• _Data listing_:
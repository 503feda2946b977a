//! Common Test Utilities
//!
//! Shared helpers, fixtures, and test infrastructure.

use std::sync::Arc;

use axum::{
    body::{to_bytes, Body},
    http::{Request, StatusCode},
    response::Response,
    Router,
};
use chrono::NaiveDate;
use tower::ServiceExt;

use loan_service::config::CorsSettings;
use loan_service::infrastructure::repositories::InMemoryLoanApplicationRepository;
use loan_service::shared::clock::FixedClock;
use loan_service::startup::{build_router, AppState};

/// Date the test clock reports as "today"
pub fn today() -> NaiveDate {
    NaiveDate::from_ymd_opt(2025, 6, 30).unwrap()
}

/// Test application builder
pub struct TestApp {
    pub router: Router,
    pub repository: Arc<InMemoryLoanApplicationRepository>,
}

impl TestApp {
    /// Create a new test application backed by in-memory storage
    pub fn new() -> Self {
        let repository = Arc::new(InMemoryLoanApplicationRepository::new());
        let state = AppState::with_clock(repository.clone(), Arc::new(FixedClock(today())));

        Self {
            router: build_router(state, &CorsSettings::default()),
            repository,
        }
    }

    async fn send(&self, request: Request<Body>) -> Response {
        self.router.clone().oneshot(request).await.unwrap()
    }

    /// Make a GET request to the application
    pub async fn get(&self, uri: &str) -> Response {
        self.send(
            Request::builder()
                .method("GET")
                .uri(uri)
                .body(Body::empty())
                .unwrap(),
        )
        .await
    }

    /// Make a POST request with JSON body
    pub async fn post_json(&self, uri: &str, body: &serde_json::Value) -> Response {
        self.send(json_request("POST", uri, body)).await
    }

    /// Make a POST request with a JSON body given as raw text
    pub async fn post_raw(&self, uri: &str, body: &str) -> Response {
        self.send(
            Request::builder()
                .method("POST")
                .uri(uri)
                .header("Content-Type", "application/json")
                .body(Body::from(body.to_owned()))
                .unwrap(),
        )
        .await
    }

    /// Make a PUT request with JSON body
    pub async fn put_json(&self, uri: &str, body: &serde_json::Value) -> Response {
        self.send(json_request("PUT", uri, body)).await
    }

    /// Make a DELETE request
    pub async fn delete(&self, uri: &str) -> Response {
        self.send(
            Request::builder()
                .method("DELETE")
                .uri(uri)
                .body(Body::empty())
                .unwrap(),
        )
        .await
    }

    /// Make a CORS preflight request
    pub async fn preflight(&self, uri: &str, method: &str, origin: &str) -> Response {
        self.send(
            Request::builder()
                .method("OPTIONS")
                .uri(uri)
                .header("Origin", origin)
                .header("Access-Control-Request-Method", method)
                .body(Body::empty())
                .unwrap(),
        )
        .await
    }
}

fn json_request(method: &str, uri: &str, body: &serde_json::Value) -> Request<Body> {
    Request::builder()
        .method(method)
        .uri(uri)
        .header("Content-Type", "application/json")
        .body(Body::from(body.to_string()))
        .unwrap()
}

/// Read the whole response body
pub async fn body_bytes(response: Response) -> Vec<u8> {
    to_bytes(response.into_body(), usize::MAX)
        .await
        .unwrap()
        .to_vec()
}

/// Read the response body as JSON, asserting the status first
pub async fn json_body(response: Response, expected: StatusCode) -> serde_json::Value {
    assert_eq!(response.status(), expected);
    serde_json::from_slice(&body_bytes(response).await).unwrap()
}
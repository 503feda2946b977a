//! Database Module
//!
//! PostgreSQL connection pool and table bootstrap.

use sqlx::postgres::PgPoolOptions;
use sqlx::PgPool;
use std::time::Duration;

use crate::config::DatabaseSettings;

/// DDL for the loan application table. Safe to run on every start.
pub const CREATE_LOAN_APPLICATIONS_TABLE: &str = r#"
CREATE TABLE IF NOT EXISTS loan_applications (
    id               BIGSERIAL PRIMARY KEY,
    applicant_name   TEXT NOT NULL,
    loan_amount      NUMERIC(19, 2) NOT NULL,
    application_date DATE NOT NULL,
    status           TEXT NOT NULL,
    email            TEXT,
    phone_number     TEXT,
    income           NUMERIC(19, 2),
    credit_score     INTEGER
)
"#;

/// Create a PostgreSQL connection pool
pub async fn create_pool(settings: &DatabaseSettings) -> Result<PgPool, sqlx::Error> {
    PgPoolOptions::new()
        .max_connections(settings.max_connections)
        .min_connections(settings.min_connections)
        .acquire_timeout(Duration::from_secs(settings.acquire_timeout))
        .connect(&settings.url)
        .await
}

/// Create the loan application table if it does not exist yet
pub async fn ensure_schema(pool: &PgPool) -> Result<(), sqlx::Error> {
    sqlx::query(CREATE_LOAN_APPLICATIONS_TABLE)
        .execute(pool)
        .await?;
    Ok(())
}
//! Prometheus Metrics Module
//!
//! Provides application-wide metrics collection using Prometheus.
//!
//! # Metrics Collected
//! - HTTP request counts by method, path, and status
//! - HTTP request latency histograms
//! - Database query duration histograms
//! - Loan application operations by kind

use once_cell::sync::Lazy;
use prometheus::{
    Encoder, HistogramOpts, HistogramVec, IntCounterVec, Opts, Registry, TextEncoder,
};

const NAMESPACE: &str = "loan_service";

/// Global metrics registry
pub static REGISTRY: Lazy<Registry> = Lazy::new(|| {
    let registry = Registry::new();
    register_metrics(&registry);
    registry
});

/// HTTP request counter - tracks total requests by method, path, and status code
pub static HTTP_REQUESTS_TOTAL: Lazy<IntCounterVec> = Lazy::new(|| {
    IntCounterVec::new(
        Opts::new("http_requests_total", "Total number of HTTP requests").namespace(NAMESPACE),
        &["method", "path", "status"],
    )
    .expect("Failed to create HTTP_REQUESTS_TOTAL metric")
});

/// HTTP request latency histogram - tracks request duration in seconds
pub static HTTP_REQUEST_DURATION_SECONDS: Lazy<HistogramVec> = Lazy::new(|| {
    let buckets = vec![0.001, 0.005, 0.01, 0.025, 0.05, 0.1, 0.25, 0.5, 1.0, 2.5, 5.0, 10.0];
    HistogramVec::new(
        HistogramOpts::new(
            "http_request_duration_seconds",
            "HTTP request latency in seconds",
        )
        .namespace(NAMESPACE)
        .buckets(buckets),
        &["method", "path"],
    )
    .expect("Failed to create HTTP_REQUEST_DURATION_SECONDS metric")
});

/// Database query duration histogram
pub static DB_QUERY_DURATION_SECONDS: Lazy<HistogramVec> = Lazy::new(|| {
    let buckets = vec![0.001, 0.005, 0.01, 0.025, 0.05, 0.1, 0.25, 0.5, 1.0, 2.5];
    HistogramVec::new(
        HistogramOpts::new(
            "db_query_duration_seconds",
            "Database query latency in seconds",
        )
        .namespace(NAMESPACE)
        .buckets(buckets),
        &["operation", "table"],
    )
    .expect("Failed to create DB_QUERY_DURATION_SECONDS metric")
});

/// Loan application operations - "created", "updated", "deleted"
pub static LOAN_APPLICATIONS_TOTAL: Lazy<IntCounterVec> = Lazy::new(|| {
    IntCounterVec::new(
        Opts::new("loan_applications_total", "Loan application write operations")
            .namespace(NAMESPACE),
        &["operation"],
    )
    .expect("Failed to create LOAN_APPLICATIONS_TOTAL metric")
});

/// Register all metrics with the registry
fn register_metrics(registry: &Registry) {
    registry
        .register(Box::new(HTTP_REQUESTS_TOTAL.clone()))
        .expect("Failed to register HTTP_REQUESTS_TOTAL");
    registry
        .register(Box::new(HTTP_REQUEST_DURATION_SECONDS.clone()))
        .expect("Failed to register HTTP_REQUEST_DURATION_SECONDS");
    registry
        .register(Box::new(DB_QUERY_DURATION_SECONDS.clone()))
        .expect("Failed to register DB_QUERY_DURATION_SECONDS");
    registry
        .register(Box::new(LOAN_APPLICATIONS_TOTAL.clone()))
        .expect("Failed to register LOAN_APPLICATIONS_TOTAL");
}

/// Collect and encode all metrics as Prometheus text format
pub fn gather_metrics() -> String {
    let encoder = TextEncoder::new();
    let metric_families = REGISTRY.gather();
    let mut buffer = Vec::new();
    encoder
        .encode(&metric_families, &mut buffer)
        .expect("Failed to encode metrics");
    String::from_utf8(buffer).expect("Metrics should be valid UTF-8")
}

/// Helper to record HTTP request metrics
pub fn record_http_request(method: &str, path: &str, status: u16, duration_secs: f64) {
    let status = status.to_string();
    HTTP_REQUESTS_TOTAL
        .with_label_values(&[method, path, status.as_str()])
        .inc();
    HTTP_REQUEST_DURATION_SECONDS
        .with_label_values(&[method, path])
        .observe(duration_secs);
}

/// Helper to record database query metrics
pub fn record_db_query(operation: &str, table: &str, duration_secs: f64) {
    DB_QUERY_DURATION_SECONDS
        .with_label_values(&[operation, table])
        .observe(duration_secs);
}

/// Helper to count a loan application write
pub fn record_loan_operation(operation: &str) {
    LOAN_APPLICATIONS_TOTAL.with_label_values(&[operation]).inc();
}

• _Exercise brief_: Filter the lines above so that only those with the string "NAMESPACE" remain, then copy them.

• _Expected output_:
const NAMESPACE: &str = "loan_service";
        Opts::new("http_requests_total", "Total number of HTTP requests").namespace(NAMESPACE),
        .namespace(NAMESPACE)
        .namespace(NAMESPACE)
            .namespace(NAMESPACE),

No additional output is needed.